- **What the task requires**: Select the lines of the records containing the word "vetoes" and list them.

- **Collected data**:
== Segment start ==

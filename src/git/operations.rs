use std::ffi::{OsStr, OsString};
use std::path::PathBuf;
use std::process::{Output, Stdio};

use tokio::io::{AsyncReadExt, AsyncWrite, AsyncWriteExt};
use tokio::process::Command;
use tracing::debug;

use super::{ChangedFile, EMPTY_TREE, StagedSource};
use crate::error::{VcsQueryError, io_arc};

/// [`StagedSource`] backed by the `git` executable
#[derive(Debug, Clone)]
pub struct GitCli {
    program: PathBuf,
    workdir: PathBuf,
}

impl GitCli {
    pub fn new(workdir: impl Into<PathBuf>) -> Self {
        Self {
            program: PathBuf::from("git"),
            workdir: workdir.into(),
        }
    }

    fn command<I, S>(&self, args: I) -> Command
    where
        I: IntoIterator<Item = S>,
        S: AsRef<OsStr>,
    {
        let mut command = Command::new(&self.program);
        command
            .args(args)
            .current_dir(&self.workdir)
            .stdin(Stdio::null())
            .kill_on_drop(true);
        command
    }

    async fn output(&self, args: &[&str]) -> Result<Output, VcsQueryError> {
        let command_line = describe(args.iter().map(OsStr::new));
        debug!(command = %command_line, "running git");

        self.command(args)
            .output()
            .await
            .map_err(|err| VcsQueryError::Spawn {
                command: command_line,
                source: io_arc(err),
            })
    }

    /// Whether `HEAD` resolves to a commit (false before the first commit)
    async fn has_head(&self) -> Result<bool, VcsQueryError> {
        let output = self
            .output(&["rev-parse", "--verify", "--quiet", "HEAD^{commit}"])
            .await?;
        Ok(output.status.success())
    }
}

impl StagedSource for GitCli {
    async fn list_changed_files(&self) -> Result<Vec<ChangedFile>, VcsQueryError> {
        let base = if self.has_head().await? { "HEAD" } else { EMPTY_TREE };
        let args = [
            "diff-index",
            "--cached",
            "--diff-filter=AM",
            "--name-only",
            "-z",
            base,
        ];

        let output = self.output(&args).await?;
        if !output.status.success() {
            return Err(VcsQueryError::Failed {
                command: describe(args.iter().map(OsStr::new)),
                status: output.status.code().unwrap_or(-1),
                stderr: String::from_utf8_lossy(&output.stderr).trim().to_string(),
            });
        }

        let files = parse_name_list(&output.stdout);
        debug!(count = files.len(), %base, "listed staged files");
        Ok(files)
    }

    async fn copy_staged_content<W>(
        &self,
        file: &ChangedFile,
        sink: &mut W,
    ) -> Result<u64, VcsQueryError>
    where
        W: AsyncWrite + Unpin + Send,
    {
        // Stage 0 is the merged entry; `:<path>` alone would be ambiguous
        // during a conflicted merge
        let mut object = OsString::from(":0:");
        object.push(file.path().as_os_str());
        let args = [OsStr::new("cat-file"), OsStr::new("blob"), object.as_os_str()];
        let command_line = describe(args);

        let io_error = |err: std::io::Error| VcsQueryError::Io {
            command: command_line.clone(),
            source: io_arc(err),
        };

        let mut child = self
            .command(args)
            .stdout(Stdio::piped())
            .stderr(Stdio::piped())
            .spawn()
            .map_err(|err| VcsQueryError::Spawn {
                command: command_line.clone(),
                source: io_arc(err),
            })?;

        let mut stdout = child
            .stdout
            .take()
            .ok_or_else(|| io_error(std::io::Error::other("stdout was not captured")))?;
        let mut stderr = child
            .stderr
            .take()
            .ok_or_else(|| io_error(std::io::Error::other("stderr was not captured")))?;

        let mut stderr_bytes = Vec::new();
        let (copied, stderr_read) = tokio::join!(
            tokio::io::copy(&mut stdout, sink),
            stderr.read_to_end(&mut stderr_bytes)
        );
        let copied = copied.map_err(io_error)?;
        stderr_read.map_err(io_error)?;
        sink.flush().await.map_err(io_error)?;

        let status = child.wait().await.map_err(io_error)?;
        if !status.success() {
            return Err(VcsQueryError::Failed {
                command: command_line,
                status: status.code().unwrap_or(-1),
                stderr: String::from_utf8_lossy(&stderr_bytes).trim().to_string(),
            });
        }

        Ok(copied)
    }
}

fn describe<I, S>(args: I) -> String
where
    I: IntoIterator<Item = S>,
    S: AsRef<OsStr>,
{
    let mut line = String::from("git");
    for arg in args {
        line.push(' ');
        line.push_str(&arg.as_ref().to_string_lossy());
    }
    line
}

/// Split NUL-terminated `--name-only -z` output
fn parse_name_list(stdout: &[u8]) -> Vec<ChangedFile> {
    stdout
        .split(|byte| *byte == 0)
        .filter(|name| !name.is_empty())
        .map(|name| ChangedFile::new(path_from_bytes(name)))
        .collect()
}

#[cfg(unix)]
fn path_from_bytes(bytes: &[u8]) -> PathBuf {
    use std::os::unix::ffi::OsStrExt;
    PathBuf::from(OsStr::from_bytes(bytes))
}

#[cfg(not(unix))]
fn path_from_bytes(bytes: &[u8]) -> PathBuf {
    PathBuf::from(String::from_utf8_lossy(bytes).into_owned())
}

== Segment end ==
== Segment start ==

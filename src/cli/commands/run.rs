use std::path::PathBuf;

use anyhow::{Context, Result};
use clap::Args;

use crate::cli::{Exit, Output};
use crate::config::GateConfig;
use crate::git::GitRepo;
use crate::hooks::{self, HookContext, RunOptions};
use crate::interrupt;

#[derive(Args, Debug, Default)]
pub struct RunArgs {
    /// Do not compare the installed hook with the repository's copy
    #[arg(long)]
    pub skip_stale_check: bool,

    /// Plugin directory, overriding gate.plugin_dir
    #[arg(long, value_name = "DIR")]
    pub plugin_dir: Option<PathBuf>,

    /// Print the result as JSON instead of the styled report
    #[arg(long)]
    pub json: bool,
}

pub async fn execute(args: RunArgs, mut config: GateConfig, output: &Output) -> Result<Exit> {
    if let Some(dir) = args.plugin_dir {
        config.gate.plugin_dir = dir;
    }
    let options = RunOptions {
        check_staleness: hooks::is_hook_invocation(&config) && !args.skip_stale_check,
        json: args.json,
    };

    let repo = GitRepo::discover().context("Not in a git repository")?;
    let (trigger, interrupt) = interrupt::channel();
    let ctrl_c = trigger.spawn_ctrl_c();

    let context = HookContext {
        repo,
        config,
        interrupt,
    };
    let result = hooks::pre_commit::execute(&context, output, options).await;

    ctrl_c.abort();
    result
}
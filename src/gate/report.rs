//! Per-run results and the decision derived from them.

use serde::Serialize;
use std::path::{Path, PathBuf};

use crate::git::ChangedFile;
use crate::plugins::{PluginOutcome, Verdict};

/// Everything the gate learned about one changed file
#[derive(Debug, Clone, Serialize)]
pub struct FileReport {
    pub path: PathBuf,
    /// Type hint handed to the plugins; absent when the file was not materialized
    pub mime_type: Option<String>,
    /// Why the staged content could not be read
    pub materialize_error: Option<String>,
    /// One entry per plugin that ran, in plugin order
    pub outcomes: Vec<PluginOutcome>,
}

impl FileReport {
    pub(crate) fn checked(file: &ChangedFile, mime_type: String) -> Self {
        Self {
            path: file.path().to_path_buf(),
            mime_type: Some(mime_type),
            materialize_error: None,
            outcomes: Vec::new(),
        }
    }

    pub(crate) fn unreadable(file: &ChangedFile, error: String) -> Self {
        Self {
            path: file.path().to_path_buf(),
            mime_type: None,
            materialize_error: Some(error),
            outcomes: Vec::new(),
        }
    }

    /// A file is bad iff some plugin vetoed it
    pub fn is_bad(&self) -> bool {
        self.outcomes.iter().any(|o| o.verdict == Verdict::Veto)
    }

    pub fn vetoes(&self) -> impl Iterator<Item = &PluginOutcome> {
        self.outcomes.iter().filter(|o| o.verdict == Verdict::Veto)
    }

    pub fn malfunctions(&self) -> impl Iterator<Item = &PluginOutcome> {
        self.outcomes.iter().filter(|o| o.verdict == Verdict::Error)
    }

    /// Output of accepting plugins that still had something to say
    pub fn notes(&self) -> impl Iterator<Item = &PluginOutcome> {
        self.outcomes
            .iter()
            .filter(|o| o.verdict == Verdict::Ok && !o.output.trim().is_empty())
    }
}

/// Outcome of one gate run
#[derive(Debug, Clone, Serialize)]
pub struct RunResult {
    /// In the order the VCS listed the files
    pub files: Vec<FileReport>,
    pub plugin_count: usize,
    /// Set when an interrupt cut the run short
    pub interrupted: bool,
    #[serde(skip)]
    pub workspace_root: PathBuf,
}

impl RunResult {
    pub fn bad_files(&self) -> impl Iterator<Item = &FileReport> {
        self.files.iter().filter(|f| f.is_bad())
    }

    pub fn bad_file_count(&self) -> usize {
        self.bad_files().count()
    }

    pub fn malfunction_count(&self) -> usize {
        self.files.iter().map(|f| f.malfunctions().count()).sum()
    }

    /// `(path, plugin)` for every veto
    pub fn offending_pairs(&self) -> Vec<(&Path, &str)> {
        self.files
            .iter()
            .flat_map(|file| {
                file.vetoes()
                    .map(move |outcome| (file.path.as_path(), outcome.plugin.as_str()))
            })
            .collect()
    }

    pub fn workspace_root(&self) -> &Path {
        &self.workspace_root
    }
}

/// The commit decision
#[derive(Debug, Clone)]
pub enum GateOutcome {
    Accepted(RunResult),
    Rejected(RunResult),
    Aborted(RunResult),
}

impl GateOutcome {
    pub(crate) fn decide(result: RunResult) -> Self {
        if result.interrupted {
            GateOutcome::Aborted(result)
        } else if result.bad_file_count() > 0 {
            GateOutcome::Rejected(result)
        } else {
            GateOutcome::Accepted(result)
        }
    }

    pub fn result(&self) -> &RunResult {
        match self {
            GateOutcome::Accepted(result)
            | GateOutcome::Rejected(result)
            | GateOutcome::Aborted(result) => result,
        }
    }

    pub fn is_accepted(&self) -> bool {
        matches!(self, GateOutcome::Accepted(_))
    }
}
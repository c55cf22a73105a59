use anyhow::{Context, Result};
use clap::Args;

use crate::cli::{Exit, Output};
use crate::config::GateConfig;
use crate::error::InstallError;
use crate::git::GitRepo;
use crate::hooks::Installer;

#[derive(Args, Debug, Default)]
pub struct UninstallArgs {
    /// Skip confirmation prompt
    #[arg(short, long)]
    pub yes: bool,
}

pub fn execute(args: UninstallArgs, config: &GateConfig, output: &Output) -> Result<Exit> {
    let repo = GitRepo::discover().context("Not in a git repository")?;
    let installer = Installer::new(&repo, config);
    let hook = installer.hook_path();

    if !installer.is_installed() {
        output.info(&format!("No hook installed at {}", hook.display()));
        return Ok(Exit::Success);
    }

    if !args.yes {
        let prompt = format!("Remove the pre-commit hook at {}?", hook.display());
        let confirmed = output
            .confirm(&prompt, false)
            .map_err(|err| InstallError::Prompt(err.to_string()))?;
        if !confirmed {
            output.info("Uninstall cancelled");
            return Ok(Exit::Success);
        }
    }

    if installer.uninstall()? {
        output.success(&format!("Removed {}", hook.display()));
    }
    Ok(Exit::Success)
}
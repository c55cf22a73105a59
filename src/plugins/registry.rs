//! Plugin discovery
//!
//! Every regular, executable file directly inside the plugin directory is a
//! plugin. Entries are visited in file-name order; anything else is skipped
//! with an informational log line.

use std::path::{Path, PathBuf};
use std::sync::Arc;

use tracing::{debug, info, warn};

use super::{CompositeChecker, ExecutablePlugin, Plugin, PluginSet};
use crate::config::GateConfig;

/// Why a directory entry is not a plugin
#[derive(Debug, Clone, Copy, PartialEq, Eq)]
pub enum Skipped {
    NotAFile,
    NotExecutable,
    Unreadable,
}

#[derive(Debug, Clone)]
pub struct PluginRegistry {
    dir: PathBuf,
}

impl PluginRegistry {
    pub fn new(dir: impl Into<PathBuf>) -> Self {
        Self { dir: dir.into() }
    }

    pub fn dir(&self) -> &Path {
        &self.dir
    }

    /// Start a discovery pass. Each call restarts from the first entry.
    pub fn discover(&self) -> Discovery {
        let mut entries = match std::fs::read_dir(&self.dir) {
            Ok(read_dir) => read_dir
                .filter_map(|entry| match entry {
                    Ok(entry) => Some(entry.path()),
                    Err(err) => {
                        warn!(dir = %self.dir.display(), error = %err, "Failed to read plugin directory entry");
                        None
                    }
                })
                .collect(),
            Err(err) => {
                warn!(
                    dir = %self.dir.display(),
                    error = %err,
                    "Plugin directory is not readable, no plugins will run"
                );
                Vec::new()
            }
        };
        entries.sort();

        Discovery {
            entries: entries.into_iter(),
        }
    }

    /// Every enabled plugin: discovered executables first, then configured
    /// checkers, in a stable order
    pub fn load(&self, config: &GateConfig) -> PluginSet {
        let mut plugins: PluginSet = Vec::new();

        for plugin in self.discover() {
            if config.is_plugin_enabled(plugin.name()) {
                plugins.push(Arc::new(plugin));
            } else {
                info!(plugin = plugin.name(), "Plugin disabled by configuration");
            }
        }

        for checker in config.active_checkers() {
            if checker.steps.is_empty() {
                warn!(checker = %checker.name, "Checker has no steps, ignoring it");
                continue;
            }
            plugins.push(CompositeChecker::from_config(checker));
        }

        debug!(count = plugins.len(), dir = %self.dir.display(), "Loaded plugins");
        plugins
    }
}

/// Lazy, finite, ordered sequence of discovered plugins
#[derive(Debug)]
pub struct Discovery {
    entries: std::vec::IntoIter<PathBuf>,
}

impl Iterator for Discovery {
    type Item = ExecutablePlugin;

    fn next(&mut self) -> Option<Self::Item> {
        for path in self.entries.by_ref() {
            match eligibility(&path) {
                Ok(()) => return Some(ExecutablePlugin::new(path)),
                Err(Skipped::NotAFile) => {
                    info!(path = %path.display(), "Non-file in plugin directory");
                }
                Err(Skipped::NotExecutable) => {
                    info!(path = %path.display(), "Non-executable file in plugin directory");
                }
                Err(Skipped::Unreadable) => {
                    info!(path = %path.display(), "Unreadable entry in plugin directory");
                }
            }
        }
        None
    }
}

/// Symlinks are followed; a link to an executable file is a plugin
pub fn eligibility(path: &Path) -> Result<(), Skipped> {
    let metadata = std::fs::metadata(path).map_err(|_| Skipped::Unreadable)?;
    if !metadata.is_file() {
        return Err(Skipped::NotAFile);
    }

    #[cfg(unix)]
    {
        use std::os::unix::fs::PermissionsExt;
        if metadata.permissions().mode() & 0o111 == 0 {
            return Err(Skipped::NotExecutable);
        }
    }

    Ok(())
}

== Segment end ==
== Segment start ==

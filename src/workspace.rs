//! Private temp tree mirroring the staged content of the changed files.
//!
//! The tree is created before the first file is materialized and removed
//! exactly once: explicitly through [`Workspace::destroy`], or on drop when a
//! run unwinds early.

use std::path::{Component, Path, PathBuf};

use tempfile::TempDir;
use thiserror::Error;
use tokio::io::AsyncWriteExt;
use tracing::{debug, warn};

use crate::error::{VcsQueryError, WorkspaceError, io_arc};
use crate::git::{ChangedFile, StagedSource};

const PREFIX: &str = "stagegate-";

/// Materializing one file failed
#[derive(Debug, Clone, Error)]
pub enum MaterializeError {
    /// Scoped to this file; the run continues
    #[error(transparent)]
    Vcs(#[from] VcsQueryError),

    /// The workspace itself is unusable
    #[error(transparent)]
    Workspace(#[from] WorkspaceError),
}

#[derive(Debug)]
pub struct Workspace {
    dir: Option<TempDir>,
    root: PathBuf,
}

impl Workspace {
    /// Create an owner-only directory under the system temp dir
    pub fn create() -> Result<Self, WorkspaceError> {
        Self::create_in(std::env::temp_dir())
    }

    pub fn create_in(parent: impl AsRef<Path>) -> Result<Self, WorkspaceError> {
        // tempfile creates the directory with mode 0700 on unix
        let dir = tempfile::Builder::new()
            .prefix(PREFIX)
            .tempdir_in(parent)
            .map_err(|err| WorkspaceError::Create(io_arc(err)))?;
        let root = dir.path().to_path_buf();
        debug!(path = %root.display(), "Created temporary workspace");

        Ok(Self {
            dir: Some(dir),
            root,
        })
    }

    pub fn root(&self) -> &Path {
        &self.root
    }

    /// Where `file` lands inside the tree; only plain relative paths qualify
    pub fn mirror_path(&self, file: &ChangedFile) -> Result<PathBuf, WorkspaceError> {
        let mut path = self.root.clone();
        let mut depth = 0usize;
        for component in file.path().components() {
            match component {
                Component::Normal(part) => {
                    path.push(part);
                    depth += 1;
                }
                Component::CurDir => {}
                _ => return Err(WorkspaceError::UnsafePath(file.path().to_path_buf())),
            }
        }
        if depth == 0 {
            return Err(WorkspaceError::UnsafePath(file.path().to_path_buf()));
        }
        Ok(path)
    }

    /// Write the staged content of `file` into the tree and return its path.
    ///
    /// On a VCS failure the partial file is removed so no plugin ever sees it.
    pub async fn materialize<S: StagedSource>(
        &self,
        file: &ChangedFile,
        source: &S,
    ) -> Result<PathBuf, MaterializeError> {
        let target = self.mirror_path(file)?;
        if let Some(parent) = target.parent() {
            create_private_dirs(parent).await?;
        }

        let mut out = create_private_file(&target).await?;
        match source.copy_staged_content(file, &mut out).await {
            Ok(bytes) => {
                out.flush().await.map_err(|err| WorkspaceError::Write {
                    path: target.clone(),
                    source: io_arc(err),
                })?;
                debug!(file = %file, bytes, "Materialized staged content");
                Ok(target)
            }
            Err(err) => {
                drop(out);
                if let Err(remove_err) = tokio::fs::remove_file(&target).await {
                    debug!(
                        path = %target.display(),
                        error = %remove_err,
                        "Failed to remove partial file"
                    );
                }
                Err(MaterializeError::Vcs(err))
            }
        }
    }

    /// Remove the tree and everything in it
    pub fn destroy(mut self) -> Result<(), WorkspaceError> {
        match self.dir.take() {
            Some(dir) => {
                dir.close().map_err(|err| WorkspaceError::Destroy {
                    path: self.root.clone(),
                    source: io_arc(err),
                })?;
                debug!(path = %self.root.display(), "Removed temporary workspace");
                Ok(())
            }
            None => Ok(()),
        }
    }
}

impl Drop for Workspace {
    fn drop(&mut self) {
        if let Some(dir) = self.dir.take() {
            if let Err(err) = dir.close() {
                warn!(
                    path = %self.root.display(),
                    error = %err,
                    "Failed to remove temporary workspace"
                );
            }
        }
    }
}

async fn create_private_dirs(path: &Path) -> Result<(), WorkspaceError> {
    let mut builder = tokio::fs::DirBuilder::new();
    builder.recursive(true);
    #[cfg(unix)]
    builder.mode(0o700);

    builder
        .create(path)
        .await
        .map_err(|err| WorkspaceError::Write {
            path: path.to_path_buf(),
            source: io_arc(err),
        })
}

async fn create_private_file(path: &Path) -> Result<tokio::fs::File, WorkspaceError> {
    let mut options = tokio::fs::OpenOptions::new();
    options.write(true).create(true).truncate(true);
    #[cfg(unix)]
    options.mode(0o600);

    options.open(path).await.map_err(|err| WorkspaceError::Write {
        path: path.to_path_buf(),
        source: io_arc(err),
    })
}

== Segment end ==

- **Exercise solution**:
    pub fn vetoes(&self) -> impl Iterator<Item = &PluginOutcome> {
                file.vetoes()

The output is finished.